Hospital calls back: Um, actually we’d like you to put on an N95 mask and come in at a specific time for testing. (Hmm. Seems kind of contrary to what they said before.)
Twenty minutes later, clad in one of my wildfire masks (good thing I still had some, eh?) I walk in to the ER – and get stared at. A nurse in full surgical garb comes out to greet me and quickly usher me past the other patients into what passes for an isolation room at a this ‘cottage’ hospital. From the looks on everyone else’s faces you’d think I was Death walking among them; they all knew damn well what the mask meant.
Usual routine of history, symptoms, and taking vitals. No fever at the moment (I wouldn’t have driven in if there had been) but my blood pressure sure was up. Gee, I wonder why? Anyway the nurse disappears and I start waiting. Fever decides to spike a bit and I try not to dissolve into a puddle on the floor.

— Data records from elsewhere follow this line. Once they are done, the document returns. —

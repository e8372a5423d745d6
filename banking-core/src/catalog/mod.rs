//! Static strategy catalog keyed by banking type and risk tier.

use banking::model::session::SessionMode;
use banking::model::strategy::{BankingType, RiskTier, Strategy};
use serde::Serialize;

/// Descriptor shown when the investor picks a risk tier.
#[derive(Debug, Clone, PartialEq, Serialize)]
pub struct RiskProfile {
    pub tier: RiskTier,
    pub name: &'static str,
    pub description: &'static str,
    pub expected_return: &'static str,
}

pub const RISK_PROFILES: [RiskProfile; 3] = [
    RiskProfile {
        tier: RiskTier::Low,
        name: "Conservative",
        description: "Low risk, steady returns",
        expected_return: "4-8% APY",
    },
    RiskProfile {
        tier: RiskTier::Medium,
        name: "Balanced",
        description: "Medium risk, balanced growth",
        expected_return: "8-15% APY",
    },
    RiskProfile {
        tier: RiskTier::High,
        name: "Aggressive",
        description: "High risk, maximum growth",
        expected_return: "15-25% APY",
    },
];

pub fn risk_profile(tier: RiskTier) -> &'static RiskProfile {
    match tier {
        RiskTier::Low => &RISK_PROFILES[0],
        RiskTier::Medium => &RISK_PROFILES[1],
        RiskTier::High => &RISK_PROFILES[2],
    }
}

/// The only strategy backed by a real on-chain position.
pub fn aave_usdc_lending() -> Strategy {
    Strategy::new(
        "aave-usdc",
        "USDC Lending (Aave)",
        "7.2%",
        100,
        "Very Low",
        "Aave",
        BankingType::Conventional,
    )
    .with_description("Lend USDC on Aave Base for stable returns")
}

fn conventional(id: &str, name: &str, apy: &str, weight: u8, risk: &str, protocol: &str) -> Strategy {
    Strategy::new(id, name, apy, weight, risk, protocol, BankingType::Conventional)
}

fn islamic(
    id: &str,
    name: &str,
    apy: &str,
    weight: u8,
    risk: &str,
    protocol: &str,
    description: &str,
) -> Strategy {
    Strategy::new(id, name, apy, weight, risk, protocol, BankingType::Islamic)
        .with_description(description)
}

/// Fresh strategy instances for the given banking type and tier.
///
/// In live mode the conservative tier is restricted to Aave USDC lending,
/// whatever the banking type, since it is the only strategy that can be
/// executed on chain.
pub fn strategies_for(banking: BankingType, tier: RiskTier, mode: SessionMode) -> Vec<Strategy> {
    if mode.is_live() && tier == RiskTier::Low {
        return vec![aave_usdc_lending()];
    }

    match (banking, tier) {
        (BankingType::Conventional, RiskTier::Low) => vec![aave_usdc_lending()],
        (BankingType::Conventional, RiskTier::Medium) => vec![
            conventional("treasury", "US Treasury Bills", "5.2%", 25, "Very Low", "Traditional Finance"),
            conventional("blue-chip", "Blue Chip Stocks", "12.5%", 30, "Medium", "Tokenized Assets"),
            conventional("defi-lending", "DeFi Lending", "11.2%", 25, "Medium", "Aave"),
            conventional("yield-farming", "Yield Farming", "18.7%", 20, "Medium-High", "Uniswap V3"),
        ],
        (BankingType::Conventional, RiskTier::High) => vec![
            conventional("blue-chip", "Blue Chip Stocks", "12.5%", 20, "Medium", "Tokenized Assets"),
            conventional("defi-lending", "DeFi Lending", "11.2%", 25, "Medium", "Aave"),
            conventional("yield-farming", "Yield Farming", "18.7%", 30, "Medium-High", "Uniswap V3"),
            conventional("liquidity-mining", "Liquidity Mining", "24.3%", 25, "High", "SushiSwap"),
        ],
        (BankingType::Islamic, RiskTier::Low) => vec![
            islamic("sukuk", "Sukuk (Islamic Bonds)", "4.8%", 40, "Very Low", "Islamic Finance", "Asset-backed Islamic securities"),
            islamic("wakalah", "Wakalah Investment", "5.5%", 35, "Low", "Islamic Banking", "Agency-based investment"),
            islamic("murabaha", "Murabaha Finance", "6.2%", 25, "Low", "Islamic Banking", "Cost-plus financing"),
        ],
        (BankingType::Islamic, RiskTier::Medium) => vec![
            islamic("sukuk", "Sukuk (Islamic Bonds)", "4.8%", 25, "Very Low", "Islamic Finance", "Asset-backed Islamic securities"),
            islamic("halal-stocks", "Halal Stock Portfolio", "11.8%", 30, "Medium", "Islamic ETFs", "Shariah-compliant equities"),
            islamic("musharaka", "Musharaka Investment", "10.5%", 25, "Medium", "Islamic Banking", "Partnership-based investment"),
            islamic("ijarah", "Ijarah (Leasing)", "8.9%", 20, "Medium", "Islamic Banking", "Asset leasing investment"),
        ],
        (BankingType::Islamic, RiskTier::High) => vec![
            islamic("halal-stocks", "Halal Stock Portfolio", "11.8%", 20, "Medium", "Islamic ETFs", "Shariah-compliant equities"),
            islamic("musharaka", "Musharaka Investment", "10.5%", 25, "Medium", "Islamic Banking", "Partnership-based investment"),
            islamic("halal-crypto", "Halal Crypto Mining", "16.2%", 30, "Medium-High", "Islamic DeFi", "Shariah-compliant mining"),
            islamic("salam", "Salam Forward Contracts", "14.7%", 25, "High", "Islamic Trading", "Forward sale contracts"),
        ],
    }
}

#[cfg(test)]
mod tests {
    use super::*;

    const BANKING: [BankingType; 2] = [BankingType::Conventional, BankingType::Islamic];
    const TIERS: [RiskTier; 3] = [RiskTier::Low, RiskTier::Medium, RiskTier::High];

    #[test]
    fn test_every_catalog_entry_sums_to_100() {
        for banking in BANKING {
            for tier in TIERS {
                let total: u32 = strategies_for(banking, tier, SessionMode::Demo)
                    .iter()
                    .map(|s| s.weight() as u32)
                    .sum();
                assert_eq!(total, 100, "{} / {}", banking, tier);
            }
        }
    }

    #[test]
    fn test_catalog_category_matches_banking_type() {
        for banking in BANKING {
            for tier in TIERS {
                for s in strategies_for(banking, tier, SessionMode::Demo) {
                    assert_eq!(s.category(), banking);
                    assert!(s.is_active());
                }
            }
        }
    }

    #[test]
    fn test_live_conservative_is_aave_only() {
        let live = strategies_for(BankingType::Islamic, RiskTier::Low, SessionMode::Live);
        assert_eq!(live.len(), 1);
        assert_eq!(live[0].id().as_str(), "aave-usdc");

        let demo = strategies_for(BankingType::Islamic, RiskTier::Low, SessionMode::Demo);
        assert_eq!(demo.len(), 3);
    }

    #[test]
    fn test_risk_profile_lookup() {
        assert_eq!(risk_profile(RiskTier::High).name, "Aggressive");
    }
}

In comes my own doctor, unrecognizable because he is in full surgical garb too. Yes they want to take a sample, and since he had to read the instructions on the sampling package I guess this was the first time they’d done it there. They should warn people how it is done, as that alone would prevent anyone from admitting to symptoms. Sort of like having an oil drilling rig shoved through your nose. Okay, my nasal passages aren’t nicely straight and open as they should be. It was painful, and it bled.
Home I go to await the results.
Next day. They were going to call, weren’t they? They didn’t. Okay, I’ve got this on-line access to my medical records; maybe something has turned up there? It had: partial results. In 24 hours they were able to determine it is not influenza A or influenza B. That’s good! Or is it? Because if it’s not either of those, what is it? I mean we are concerned about it being the new and nasty one.
Oh, that test takes longer. How much longer? Well by the time they know if it is you’re either over it or dead from it.
It seems to me there’s room for improvement here. I’ve had a lot of medical tests, and they are all pretty far from Dr. McCoy’s tri-corder scan giving results in seconds. They’re more like: “It could be this; let’s see. (Take sample, run test, get results.) Nope. What else? It could be this; let’s see. (Take sample, run test, get results.) Nope. What else? (Lather, rinse, repeat.)” One test won’t tell you what it is, but will tell you what it isn’t. It’s a slow process of elimination, and there has to be a better way. You could run out of blood before they manage to try every test they’ve got (my record draw is 27 vials in one sitting).
It’s days later now and I’m writing this, with no more knowledge than I had at the start. If I was infectious and deadly I could be blithely spreading it all over as people do since we tend to largely ignore any illness symptoms we may have, overcoming them with willpower as the need to get on with daily life’s demands overrules the need to recover.
Meanwhile the world has gone nuts about this disease. The general information given is often grossly inaccurate, the statistics hyperbole, and the government response a joke. For example on January 26 our provincial government said the risk of the virus here was “low”. Less than two months later we’re over 20 cases, that they know of. Considering the amount of travel between BC and China the risk was obviously high, not low, and it’s only the fact that it is not as easily transmitted as most people think that the results aren’t worse. The federal government is just getting around to creating a task force to deal with it. Can you imagine? First of all, such protocols should have been in place years ago: it’s not like this is the first time we’ve had to deal with disease outbreaks (SARS, H1N1 to name two in recent history). Second, the last thing we need is politicians thinking they are capable of understanding medical issues and dealing with them. Nothing in the history of the world would support that conclusion, right up to Trump’s claim that it will all go away once the weather warms up.
You’ve got bunglers everywhere, people, and they are in charge of everything.